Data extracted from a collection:
● ● ●
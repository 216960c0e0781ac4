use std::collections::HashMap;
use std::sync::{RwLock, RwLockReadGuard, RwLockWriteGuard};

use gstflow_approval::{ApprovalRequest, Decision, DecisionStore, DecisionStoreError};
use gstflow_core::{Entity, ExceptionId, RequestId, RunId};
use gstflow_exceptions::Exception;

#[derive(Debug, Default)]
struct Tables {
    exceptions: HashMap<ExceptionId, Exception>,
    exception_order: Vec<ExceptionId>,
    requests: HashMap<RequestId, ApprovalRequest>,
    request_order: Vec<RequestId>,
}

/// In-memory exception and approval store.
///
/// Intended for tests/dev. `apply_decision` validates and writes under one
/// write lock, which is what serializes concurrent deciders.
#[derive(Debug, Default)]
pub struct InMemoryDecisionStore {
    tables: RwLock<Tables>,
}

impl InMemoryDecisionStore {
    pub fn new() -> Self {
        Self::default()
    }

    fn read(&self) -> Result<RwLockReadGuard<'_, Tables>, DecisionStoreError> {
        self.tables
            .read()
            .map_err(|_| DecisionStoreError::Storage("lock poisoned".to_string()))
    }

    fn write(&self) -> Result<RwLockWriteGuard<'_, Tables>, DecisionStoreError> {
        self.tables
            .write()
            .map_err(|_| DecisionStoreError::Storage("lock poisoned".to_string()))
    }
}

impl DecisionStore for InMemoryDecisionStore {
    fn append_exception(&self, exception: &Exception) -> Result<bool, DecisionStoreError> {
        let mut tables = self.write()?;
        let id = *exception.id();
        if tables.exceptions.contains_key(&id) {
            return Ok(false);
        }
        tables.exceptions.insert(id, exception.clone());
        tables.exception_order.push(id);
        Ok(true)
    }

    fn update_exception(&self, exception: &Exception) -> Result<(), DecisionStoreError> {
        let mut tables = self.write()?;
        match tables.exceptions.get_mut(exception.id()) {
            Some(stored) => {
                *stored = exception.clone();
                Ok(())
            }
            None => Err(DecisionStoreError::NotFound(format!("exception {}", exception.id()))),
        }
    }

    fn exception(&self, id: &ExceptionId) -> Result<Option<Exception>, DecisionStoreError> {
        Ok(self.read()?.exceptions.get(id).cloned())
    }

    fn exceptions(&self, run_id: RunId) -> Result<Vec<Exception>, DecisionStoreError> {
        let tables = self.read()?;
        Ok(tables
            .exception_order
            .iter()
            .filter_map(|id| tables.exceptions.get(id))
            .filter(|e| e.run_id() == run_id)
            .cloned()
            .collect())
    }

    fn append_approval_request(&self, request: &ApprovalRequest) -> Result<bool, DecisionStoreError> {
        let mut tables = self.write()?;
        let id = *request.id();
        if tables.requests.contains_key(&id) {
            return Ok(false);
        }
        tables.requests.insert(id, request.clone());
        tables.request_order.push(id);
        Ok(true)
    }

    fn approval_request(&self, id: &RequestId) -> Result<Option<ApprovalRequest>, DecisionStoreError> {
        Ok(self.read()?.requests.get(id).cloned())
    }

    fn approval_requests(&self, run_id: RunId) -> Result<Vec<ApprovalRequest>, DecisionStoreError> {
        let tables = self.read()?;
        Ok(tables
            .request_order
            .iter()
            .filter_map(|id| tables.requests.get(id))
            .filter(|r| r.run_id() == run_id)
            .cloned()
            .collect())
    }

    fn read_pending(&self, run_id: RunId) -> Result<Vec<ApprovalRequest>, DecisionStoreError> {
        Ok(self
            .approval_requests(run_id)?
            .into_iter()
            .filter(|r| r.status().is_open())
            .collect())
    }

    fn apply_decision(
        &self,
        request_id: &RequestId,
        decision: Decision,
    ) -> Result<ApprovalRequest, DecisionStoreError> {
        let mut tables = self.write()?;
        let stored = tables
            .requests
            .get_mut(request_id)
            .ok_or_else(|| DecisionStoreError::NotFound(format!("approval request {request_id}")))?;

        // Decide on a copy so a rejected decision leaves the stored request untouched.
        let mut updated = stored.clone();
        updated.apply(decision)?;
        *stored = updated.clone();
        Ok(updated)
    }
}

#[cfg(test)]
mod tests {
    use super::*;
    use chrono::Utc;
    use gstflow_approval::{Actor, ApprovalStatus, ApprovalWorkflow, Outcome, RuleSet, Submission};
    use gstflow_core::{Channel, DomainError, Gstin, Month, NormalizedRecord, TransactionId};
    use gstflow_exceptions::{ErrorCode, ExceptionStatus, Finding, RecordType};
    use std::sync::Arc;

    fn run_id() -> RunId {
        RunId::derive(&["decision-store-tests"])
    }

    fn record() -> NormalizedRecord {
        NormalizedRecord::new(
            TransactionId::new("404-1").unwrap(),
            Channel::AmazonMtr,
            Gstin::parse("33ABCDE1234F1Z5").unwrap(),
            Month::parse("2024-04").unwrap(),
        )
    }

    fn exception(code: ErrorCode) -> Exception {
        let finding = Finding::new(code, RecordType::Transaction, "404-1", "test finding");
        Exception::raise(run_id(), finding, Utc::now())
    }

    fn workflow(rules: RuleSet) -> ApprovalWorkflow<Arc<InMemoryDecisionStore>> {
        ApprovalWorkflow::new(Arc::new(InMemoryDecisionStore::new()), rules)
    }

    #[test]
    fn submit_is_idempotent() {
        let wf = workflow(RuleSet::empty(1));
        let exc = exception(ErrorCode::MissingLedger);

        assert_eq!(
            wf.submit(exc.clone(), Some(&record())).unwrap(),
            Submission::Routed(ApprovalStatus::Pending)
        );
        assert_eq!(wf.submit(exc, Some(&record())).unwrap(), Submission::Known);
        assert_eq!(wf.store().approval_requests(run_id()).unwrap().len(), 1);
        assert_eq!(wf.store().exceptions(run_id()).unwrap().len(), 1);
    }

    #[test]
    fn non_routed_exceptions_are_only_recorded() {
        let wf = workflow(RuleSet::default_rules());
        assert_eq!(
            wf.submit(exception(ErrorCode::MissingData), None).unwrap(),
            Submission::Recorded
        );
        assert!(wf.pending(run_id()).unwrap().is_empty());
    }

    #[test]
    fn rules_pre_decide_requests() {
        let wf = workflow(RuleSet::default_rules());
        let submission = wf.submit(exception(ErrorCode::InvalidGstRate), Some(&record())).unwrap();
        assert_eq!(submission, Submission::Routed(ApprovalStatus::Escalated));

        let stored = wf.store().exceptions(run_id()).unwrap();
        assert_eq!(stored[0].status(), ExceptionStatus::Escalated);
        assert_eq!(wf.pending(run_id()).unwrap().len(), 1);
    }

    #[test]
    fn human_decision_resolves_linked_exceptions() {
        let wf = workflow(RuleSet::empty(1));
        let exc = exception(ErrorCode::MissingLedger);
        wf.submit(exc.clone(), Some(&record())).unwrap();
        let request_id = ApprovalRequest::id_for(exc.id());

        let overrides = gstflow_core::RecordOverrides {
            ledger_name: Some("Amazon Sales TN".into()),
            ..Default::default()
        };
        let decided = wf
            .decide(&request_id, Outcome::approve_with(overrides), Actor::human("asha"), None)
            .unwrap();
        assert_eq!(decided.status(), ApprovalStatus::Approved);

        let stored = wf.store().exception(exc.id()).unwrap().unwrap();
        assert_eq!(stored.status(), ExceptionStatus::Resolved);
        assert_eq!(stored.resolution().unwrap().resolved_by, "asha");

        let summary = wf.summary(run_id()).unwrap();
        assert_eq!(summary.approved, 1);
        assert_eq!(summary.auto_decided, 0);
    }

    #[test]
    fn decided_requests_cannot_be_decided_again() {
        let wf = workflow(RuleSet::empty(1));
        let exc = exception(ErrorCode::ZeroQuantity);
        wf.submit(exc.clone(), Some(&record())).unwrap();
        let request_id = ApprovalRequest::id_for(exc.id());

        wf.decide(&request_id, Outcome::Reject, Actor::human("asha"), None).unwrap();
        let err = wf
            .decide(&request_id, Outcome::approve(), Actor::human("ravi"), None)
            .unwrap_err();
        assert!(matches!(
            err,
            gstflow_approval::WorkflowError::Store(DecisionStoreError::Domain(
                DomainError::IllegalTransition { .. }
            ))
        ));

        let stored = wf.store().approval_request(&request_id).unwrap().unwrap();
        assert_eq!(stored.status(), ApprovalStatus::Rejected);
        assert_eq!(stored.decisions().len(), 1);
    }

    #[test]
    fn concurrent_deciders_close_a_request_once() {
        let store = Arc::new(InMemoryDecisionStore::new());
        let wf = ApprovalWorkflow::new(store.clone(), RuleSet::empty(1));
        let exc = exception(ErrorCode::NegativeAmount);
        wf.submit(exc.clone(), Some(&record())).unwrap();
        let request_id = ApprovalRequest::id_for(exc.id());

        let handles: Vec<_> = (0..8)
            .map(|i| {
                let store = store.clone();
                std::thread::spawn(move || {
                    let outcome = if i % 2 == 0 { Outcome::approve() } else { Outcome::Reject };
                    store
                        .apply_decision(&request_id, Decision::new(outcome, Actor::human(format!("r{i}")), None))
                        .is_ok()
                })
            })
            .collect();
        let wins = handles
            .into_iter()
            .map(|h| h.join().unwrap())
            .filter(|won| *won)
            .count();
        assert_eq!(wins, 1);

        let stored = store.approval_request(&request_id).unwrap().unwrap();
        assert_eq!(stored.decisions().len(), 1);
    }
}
● ● ●
- **PROBLEM STATEMENT**
Working from the entries above, filter out every line that lacks "ExceptionStatus" and copy what remains.

- **EXERCISE ANSWER**
    use gstflow_exceptions::{ErrorCode, ExceptionStatus, Finding, RecordType};
        assert_eq!(stored[0].status(), ExceptionStatus::Escalated);
        assert_eq!(stored.status(), ExceptionStatus::Resolved);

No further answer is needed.